The answer must be every line below that holds the word "before".

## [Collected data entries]
──────────

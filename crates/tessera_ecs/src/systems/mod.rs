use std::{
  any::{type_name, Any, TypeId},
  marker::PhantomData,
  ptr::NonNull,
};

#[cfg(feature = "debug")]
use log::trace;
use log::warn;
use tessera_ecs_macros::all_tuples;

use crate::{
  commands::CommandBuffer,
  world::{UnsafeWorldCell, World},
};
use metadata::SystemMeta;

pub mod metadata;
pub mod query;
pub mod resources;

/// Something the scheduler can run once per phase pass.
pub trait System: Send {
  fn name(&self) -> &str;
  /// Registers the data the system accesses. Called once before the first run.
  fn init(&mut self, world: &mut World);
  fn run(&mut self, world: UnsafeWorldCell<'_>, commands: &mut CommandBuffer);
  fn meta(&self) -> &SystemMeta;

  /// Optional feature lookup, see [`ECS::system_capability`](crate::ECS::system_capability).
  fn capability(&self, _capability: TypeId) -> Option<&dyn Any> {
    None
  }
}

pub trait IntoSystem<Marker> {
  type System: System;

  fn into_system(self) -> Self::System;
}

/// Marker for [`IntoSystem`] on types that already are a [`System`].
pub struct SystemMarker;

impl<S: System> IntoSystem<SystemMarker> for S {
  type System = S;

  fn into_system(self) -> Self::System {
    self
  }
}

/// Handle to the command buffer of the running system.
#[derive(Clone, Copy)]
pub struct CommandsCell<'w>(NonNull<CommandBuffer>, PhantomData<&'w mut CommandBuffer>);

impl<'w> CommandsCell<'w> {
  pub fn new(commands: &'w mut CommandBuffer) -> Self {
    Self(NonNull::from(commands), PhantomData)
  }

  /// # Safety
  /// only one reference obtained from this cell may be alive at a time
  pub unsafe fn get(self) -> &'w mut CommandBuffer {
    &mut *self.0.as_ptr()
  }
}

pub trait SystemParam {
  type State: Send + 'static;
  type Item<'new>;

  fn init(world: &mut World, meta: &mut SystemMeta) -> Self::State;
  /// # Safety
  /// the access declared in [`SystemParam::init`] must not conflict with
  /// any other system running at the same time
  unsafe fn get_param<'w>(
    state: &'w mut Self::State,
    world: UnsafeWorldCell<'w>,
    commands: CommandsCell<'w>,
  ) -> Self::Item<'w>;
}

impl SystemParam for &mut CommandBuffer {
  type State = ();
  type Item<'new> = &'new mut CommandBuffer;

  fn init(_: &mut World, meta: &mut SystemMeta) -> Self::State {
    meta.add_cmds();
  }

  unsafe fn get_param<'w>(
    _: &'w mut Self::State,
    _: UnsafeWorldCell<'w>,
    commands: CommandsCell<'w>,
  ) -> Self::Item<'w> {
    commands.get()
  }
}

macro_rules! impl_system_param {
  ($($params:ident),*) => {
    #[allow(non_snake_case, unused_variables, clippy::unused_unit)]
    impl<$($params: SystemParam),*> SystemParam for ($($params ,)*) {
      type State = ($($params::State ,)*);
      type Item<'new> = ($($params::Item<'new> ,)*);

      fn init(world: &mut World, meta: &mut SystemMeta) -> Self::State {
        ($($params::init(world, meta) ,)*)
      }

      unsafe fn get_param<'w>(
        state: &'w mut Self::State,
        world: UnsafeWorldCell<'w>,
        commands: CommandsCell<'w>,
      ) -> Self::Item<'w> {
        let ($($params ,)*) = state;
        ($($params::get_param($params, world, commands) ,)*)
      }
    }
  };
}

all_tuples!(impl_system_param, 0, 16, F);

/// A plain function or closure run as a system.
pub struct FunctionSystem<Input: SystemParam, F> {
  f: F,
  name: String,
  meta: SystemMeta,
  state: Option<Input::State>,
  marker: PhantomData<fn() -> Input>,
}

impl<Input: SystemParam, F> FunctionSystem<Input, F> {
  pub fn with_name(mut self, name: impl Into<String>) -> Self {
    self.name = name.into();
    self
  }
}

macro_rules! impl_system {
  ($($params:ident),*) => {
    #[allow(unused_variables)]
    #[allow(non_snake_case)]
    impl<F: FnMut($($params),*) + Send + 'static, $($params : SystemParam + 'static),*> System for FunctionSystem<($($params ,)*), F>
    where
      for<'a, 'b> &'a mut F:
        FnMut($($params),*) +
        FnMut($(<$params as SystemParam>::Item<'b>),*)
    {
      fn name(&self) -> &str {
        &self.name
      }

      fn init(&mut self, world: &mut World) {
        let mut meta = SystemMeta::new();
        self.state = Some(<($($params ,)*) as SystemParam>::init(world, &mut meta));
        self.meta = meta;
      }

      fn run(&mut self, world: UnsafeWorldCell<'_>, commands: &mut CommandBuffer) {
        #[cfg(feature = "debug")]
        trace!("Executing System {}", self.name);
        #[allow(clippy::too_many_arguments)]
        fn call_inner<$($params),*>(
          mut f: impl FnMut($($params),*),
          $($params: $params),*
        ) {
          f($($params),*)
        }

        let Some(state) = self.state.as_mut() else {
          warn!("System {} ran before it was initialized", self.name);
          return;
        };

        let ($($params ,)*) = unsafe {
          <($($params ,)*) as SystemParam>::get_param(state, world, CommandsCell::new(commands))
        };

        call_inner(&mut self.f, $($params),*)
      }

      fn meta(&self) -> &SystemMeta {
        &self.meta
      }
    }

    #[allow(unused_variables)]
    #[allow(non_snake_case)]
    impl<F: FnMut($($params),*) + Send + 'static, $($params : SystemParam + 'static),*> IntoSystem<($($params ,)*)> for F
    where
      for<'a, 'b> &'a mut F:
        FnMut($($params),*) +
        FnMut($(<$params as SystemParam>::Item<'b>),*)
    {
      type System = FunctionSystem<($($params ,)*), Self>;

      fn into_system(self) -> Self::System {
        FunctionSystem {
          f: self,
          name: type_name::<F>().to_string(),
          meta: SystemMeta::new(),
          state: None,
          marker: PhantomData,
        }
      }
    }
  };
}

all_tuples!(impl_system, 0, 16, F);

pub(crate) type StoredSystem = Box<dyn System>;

──────────

## [Answer space]
  /// Registers the data the system accesses. Called once before the first run.
          warn!("System {} ran before it was initialized", self.name);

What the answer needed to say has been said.